29👍
If you are happy to choose one of the duplicates arbitrarily, I think the following might do the trick. Perhaps not the most efficient but simple enough and I guess you only need to run this once. Please verify this all works yourself on some test data in case I’ve done something silly, since you are about to delete a bunch of data.
First we find groups of objects which form duplicates. For each group, (arbitrarily) pick a “master” that we are going to keep. Our chosen method is to pick the one with lowest pk
from django.db.models import Min, Count
master_pks = MyModel.objects.values('A', 'B', 'C'
).annotate(Min('pk'), count=Count('pk')
).filter(count__gt=1
).values_list('pk__min', flat=True)
we then loop over each master, and delete all its duplicates
masters = MyModel.objects.in_bulk( list(master_pks) )

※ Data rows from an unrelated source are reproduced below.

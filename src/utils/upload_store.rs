use std::io;
use std::path::{Path, PathBuf};

use tokio::fs;
use uuid::Uuid;

/// Justification files kept in a local directory.
#[derive(Debug, Clone)]
pub struct UploadStore {
    root: PathBuf,
}

impl UploadStore {
    pub fn new(root: impl Into<PathBuf>) -> Self {
        Self { root: root.into() }
    }

    pub fn root(&self) -> &Path {
        &self.root
    }

    /// Writes `bytes` as `<uuid>_<original name>` and returns the stored path.
    ///
    /// An existing file with the same name is overwritten.
    pub async fn store(&self, original_filename: &str, bytes: &[u8]) -> io::Result<String> {
        fs::create_dir_all(&self.root).await?;

        let file_name = format!("{}_{}", Uuid::new_v4(), sanitize_filename(original_filename));
        let path = self.root.join(file_name);
        fs::write(&path, bytes).await?;

        tracing::debug!(path = %path.display(), size = bytes.len(), "Stored justification file");
        Ok(path.to_string_lossy().into_owned())
    }

    pub async fn read(&self, stored_path: &str) -> io::Result<Vec<u8>> {
        fs::read(stored_path).await
    }

    /// Removes a stored file; a file that is already gone is not an error.
    pub async fn remove(&self, stored_path: &str) -> io::Result<()> {
        match fs::remove_file(stored_path).await {
            Err(e) if e.kind() == io::ErrorKind::NotFound => Ok(()),
            other => other,
        }
    }
}

/// Keeps only the final path component of a client supplied file name.
pub fn sanitize_filename(name: &str) -> String {
    let last = name.rsplit(['/', '\\']).next().unwrap_or_default().trim();

    match last {
        "" | "." | ".." => "file".to_string(),
        other => other.to_string(),
    }
}

/// Name the client originally uploaded, recovered from a stored path.
pub fn original_filename(stored_path: &str) -> String {
    let file_name = sanitize_filename(stored_path);
    match file_name.split_once('_') {
        Some((_, original)) if !original.is_empty() => original.to_string(),
        _ => file_name,
    }
}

for master in masters.values():
MyModel.objects.filter(a=master.a, b=master.b, c=master.c
).exclude(pk=master.pk).del_ACCIDENT_PREVENTION_ete()
0👍
I want to add a slightly improved answer that will delete everything in a single query, instead of looping and deleting for each duplicate group. This will be much faster if you have a lot of records.
non_dupe_pks = list(
Model.objects.values('A', 'B', 'C')
.annotate(Min('pk'), count=Count('pk'))
.order_by()
.values_list('pk__min', flat=True)
)
dupes = Model.objects.exclude(pk__in=non_dupe_pks)
dupes.delete()
It’s important to add order_by()
in the first query otherwise the default ordering in the model might mess up with the aggregation.
You can comment out the last line and use dupes.count()
to check if the query is working as expected.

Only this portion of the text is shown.